Making the change to intermittent fasting can be difficult since a diet of three meals a day, interspersed with snacks, is ingrained in the American culture, and fortified by intense marketing. Switching may be accompanied by irritability, hunger, and difficulty thinking during the initial days.
Exactly how best to achieve intermittent fasting, how long the effects last, how often fasting should be done and whether shorter fasting periods achieve similar results is not clear. More research is needed before definitive diets can be offered. In addition, sex, diet, genetic, and other factors likely influence the magnitude of the effect.
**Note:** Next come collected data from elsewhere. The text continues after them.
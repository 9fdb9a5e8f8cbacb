//! Best-effort trip field extraction from free text.
//!
//! English and French phrasings are recognized. A phrase that does not
//! match leaves its field unset; nothing here fails.

use chrono::{Datelike, NaiveDate};
use regex::Regex;
use std::sync::LazyLock;

use crate::capabilities::travel::BudgetTier;
use crate::crew::Inputs;

pub const DEFAULT_DESTINATION: &str = "unknown destination";
pub const DEFAULT_ORIGIN: &str = "unknown origin";
pub const DEFAULT_DURATION: &str = "3";
pub const DEFAULT_BUDGET: &str = "moderate";

/// Amounts below this are an economy trip.
const ECONOMY_CEILING: u64 = 800;
/// Amounts below this (and not economy) are a moderate trip.
const MODERATE_CEILING: u64 = 2000;

static DESTINATION: LazyLock<Regex> = LazyLock::new(|| {
    Regex::new(
        r"(?i)\b(?:je\s+vais\s+(?:aux|au|à|a|en)|going\s+to|travel(?:l?ing)?\s+to|trip\s+to|visit(?:ing)?)\s+([^,.!?\n]+)",
    )
    .expect("destination pattern")
});

static ORIGIN: LazyLock<Regex> = LazyLock::new(|| {
    Regex::new(r"(?i)\b(?:je\s+pars\s+(?:de\s+|d['’]\s*)|(?:leaving|departing)\s+from\s+|from\s+)([^,.!?\n]+)")
        .expect("origin pattern")
});

static DURATION: LazyLock<Regex> = LazyLock::new(|| {
    Regex::new(r"(?i)\b(?:for|pendant|pour)\s+(\d{1,3})\s+(?:days?|jours?|nights?|nuits?)\b")
        .expect("duration pattern")
});

static RANGE_END: LazyLock<Regex> = LazyLock::new(|| {
    Regex::new(
        r"(?i)\b(?:je\s+reviens\s+le|(?:back|returning|return)\s+on(?:\s+the)?)\s+(\d{1,2})(?:st|nd|rd|th|er)?\s+(\p{L}+)",
    )
    .expect("range end pattern")
});

static RANGE_START: LazyLock<Regex> = LazyLock::new(|| {
    Regex::new(r"(?i)\b(?:le|on(?:\s+the)?)\s+(\d{1,2})(?:st|nd|rd|th|er)?\s+(\p{L}+)")
        .expect("range start pattern")
});

static BUDGET_AMOUNT: LazyLock<Regex> = LazyLock::new(|| {
    Regex::new(r"(?i)\bbudget\s*(?:of|de|is|:)?\s*[$€£]?\s*(\d+)").expect("budget amount pattern")
});

static BUDGET_WORD: LazyLock<Regex> = LazyLock::new(|| {
    Regex::new(
        r"(?i)\bbudget\s*(?:is|:)?\s*(economy|cheap|economique|économique|moderate|moyen|luxury|luxe)\b",
    )
    .expect("budget word pattern")
});

/// Words that end a place name: "going to Lisbon from Porto for 4 days".
static CLAUSE_BREAK: LazyLock<Regex> = LazyLock::new(|| {
    Regex::new(
        r"(?i)\s+(?:from|for|on|with|and|in|next|this|le|pour|pendant|avec|et|depuis|je)\b",
    )
    .expect("clause pattern")
});

/// Extract whatever trip fields the text mentions. Date ranges are resolved in `today`'s year.
pub fn extract_fields_on(text: &str, today: NaiveDate) -> Inputs {
    let mut fields = Inputs::new();

    if let Some(place) = capture_place(&DESTINATION, text) {
        fields.insert("destination".to_string(), place);
    }
    if let Some(place) = capture_place(&ORIGIN, text) {
        fields.insert("origin".to_string(), place);
    }

    if let Some(caps) = DURATION.captures(text) {
        fields.insert("duration".to_string(), caps[1].to_string());
    } else if let Some(days) = range_days(text, today.year()) {
        fields.insert("duration".to_string(), days.to_string());
    }

    if let Some(tier) = budget_tier(text) {
        fields.insert("budget".to_string(), tier.label().to_string());
    }

    fields
}

/// Fill every unset trip field with its default.
pub fn apply_defaults(inputs: &mut Inputs) {
    for (field, default) in [
        ("destination", DEFAULT_DESTINATION),
        ("origin", DEFAULT_ORIGIN),
        ("duration", DEFAULT_DURATION),
        ("budget", DEFAULT_BUDGET),
    ] {
        inputs
            .entry(field.to_string())
            .or_insert_with(|| default.to_string());
    }
}

/// The full input map for one inbound message: raw text, extracted fields, defaults.
pub fn build_inputs(text: &str, today: NaiveDate) -> Inputs {
    let mut inputs = extract_fields_on(text, today);
    inputs.insert("user_request".to_string(), text.to_string());
    apply_defaults(&mut inputs);
    inputs
}

fn capture_place(pattern: &Regex, text: &str) -> Option<String> {
    let raw = pattern.captures(text)?.get(1)?.as_str();
    let cut = CLAUSE_BREAK.find(raw).map_or(raw, |m| &raw[..m.start()]);
    let place = cut.trim();
    (!place.is_empty()).then(|| place.to_string())
}

fn budget_tier(text: &str) -> Option<BudgetTier> {
    if let Some(caps) = BUDGET_AMOUNT.captures(text) {
        // The pattern only matches digits, so a failed parse is an overflow.
        let amount = caps[1].parse::<u64>().unwrap_or(u64::MAX);
        return Some(if amount < ECONOMY_CEILING {
            BudgetTier::Economy
        } else if amount < MODERATE_CEILING {
            BudgetTier::Moderate
        } else {
            BudgetTier::Luxury
        });
    }
    BUDGET_WORD
        .captures(text)
        .map(|caps| BudgetTier::parse(&caps[1]))
}

/// Inclusive day count of a "on 28 February … back on 3 March" range.
/// An end before the start rolls over into the next year.
fn range_days(text: &str, year: i32) -> Option<i64> {
    let end_caps = RANGE_END.captures(text)?;
    let end_at = end_caps.get(0)?.start();
    let start_caps = RANGE_START.captures(&text[..end_at])?;

    let start = day_in(year, &start_caps[1], &start_caps[2])?;
    let mut end = day_in(year, &end_caps[1], &end_caps[2])?;
    if end < start {
        end = day_in(year + 1, &end_caps[1], &end_caps[2])?;
    }

    let days = (end - start).num_days() + 1;
    (days > 0).then_some(days)
}

fn day_in(year: i32, day: &str, month: &str) -> Option<NaiveDate> {
    NaiveDate::from_ymd_opt(year, month_number(month)?, day.parse().ok()?)
}

fn month_number(name: &str) -> Option<u32> {
    let month = match name.to_lowercase().as_str() {
        "january" | "jan" | "janvier" => 1,
        "february" | "feb" | "fevrier" | "février" => 2,
        "march" | "mar" | "mars" => 3,
        "april" | "apr" | "avril" => 4,
        "may" | "mai" => 5,
        "june" | "jun" | "juin" => 6,
        "july" | "jul" | "juillet" => 7,
        "august" | "aug" | "aout" | "août" => 8,
        "september" | "sep" | "sept" | "septembre" => 9,
        "october" | "oct" | "octobre" => 10,
        "november" | "nov" | "novembre" => 11,
        "december" | "dec" | "decembre" | "décembre" => 12,
        _ => return None,
    };
    Some(month)
}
One approach is reducing the time window of food consumption gradually each day, aiming for an ultimate goal of fasting 16 to 18 hours a day. In the first month, eat in a ten-hour period five days a week; for the second month, eat in eight hours five days a week; in month three, eat in six hours five days a week; and in month four, eat in six hours seven days a week.
Another tactic could be to begin with eating 1000 calories one day per week for the first month, gradually increasing to two days per week for the second month, followed by further reductions to 750 calories two days per week and so on, ultimately reaching 500 calories two days per week for the fourth month. The switch should be done with the help of a trained dietician or nutritionist.
An important word of caution is necessary since long term studies on intermittent fasting and such caloric restriction in humans are not available. Furthermore, caloric restriction may decrease resistance against some infections in animal models and may not be appropriate for all people.
For me personally, I’m not certain I can live with the caloric restrictions — I do like to eat. But maybe I can shoot for the 16-hour food hiatus by eating an early breakfast and then a late dinner. At most, I’d probably end up with 12 hours without eating, but then I trigger all the problems of eating late, just before retiring.
Oh well. I guess there’s no such thing as a free lunch.